EXERCISE MATERIAL:
++++++

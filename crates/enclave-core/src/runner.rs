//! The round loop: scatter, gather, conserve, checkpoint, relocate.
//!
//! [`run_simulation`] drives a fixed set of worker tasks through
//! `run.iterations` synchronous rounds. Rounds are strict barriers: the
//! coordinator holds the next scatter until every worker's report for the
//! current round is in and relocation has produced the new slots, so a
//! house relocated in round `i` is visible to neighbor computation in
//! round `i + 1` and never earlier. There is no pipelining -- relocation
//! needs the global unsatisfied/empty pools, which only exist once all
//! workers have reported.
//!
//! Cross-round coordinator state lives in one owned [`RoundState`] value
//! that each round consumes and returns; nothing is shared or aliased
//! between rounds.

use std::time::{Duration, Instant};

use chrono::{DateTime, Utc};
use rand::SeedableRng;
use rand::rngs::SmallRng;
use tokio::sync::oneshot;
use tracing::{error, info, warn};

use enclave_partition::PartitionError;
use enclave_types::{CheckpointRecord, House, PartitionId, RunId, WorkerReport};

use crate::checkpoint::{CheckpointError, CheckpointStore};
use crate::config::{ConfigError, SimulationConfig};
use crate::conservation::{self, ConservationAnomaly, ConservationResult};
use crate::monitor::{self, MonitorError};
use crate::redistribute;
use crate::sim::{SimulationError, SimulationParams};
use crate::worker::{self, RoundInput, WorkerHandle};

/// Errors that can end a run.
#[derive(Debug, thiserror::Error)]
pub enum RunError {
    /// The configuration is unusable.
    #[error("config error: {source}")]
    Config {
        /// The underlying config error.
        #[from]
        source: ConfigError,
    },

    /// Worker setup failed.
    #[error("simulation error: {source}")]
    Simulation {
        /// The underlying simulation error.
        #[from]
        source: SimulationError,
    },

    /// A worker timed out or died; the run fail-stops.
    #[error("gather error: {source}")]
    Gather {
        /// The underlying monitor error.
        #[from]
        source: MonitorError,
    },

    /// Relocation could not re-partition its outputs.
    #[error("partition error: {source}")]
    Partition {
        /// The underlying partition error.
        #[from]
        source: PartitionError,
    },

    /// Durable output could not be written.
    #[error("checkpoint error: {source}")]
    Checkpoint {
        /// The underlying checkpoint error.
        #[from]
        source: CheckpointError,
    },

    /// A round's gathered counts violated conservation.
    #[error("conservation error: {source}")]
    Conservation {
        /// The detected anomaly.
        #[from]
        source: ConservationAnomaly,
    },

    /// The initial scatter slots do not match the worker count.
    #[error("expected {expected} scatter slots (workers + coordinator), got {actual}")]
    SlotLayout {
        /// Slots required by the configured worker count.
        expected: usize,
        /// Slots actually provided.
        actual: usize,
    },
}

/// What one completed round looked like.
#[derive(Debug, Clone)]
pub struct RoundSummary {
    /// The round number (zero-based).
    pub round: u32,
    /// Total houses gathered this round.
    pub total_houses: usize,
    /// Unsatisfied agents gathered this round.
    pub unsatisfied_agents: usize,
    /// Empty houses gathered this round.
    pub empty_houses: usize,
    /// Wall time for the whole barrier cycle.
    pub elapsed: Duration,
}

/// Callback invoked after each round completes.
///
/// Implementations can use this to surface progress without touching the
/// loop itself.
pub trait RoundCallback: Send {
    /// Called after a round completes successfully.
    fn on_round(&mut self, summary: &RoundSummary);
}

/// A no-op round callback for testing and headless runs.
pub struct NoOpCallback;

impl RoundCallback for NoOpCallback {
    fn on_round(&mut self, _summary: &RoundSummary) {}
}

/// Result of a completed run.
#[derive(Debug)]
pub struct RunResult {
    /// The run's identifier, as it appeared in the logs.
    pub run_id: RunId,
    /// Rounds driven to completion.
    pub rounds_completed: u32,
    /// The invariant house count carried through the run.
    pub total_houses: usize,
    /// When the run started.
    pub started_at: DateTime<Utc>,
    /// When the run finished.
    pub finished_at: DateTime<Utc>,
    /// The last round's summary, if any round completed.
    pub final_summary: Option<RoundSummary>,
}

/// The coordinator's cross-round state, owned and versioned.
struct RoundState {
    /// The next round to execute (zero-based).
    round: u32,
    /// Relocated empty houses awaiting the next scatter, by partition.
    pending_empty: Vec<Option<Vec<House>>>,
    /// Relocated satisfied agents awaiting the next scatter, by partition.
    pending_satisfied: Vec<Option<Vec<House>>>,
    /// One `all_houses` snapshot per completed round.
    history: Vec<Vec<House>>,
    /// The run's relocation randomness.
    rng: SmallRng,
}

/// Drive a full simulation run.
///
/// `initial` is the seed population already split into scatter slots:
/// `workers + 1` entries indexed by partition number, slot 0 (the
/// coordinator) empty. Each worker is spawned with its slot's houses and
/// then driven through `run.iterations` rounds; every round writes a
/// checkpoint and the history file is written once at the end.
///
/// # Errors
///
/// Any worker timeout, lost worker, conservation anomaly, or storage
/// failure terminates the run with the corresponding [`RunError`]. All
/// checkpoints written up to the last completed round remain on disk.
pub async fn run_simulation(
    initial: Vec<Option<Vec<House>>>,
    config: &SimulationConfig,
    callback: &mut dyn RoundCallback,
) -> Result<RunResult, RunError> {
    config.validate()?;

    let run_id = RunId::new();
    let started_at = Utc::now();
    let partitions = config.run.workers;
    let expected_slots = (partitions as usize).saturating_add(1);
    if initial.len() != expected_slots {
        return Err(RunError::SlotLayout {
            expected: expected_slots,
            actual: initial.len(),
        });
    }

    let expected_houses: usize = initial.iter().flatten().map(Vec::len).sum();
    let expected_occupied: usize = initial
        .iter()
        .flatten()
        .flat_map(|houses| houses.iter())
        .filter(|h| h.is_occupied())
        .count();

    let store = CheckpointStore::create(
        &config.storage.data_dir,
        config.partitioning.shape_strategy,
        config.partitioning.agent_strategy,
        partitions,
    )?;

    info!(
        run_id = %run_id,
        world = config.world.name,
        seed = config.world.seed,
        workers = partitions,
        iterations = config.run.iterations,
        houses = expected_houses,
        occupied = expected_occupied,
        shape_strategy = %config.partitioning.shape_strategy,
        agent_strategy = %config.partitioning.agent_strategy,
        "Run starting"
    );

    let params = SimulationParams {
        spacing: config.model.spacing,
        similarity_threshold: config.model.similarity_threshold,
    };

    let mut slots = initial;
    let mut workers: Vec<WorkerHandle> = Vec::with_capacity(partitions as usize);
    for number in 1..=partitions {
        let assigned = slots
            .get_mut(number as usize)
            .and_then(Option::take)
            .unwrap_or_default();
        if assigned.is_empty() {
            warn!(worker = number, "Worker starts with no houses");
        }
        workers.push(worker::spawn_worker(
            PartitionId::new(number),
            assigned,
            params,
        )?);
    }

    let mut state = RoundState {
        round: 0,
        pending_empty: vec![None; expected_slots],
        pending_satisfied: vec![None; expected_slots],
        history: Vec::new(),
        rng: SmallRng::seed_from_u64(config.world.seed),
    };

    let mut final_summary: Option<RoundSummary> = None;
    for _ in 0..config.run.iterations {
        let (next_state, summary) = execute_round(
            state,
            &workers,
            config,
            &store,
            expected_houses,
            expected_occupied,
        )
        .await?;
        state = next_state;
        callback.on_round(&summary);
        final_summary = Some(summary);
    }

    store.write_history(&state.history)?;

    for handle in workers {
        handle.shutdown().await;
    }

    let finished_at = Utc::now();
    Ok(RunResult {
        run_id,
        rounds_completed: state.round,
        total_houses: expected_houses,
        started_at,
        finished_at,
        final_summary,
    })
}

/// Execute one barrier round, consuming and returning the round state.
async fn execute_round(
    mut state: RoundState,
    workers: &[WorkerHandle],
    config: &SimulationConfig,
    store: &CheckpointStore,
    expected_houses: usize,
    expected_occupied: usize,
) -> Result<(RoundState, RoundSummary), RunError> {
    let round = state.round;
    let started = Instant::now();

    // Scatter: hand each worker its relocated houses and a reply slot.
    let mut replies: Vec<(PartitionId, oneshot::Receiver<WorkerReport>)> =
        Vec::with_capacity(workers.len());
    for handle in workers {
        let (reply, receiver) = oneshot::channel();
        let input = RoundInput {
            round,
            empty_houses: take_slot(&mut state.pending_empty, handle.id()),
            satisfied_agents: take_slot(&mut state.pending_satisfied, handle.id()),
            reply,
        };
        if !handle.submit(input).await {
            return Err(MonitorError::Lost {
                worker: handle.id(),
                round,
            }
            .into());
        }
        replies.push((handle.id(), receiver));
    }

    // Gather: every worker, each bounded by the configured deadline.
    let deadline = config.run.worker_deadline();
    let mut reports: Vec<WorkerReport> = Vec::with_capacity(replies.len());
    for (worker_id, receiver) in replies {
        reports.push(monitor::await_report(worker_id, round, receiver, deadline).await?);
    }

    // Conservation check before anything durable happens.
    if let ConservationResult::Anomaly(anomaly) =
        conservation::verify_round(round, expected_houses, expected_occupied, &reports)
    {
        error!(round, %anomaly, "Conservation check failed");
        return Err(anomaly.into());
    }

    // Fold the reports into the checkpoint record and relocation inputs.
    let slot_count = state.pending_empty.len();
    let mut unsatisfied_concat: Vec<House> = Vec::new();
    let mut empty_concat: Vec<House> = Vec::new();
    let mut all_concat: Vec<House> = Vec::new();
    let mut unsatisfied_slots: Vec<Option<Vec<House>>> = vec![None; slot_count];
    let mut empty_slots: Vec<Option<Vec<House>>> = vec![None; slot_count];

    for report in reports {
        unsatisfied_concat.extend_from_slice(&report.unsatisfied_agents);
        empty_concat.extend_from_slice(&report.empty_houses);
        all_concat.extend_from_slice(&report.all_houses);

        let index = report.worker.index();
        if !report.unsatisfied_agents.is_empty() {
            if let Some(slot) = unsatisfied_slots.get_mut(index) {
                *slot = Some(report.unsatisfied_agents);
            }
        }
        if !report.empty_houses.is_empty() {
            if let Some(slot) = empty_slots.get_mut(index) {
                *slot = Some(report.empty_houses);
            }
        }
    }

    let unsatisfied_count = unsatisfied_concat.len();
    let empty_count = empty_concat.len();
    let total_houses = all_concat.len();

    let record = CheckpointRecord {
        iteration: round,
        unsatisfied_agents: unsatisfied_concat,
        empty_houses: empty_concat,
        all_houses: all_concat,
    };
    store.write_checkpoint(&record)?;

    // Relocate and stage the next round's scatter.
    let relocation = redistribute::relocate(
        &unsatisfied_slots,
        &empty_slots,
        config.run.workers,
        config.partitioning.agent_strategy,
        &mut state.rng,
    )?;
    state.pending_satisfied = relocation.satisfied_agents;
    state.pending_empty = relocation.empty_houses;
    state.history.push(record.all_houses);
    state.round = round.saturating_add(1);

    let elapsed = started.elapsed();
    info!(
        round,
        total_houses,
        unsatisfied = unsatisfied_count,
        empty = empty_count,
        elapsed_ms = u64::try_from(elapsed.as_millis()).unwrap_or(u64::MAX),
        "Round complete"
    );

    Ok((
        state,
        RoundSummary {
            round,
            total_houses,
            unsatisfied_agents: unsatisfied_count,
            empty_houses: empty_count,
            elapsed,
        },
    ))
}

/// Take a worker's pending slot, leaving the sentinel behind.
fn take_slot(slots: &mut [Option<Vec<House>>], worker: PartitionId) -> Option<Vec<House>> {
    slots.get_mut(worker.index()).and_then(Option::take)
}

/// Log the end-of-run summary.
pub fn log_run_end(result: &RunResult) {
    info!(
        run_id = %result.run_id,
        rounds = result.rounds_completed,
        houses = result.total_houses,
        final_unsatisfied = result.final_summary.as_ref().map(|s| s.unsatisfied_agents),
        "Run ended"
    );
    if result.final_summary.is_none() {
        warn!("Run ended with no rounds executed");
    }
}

++++++

WHAT THE EXERCISE ASKS: Which lines of the listing above hold the word "last"? Copy each of them.

PROBLEM SOLUTION:
    /// The last round's summary, if any round completed.
/// checkpoints written up to the last completed round remain on disk.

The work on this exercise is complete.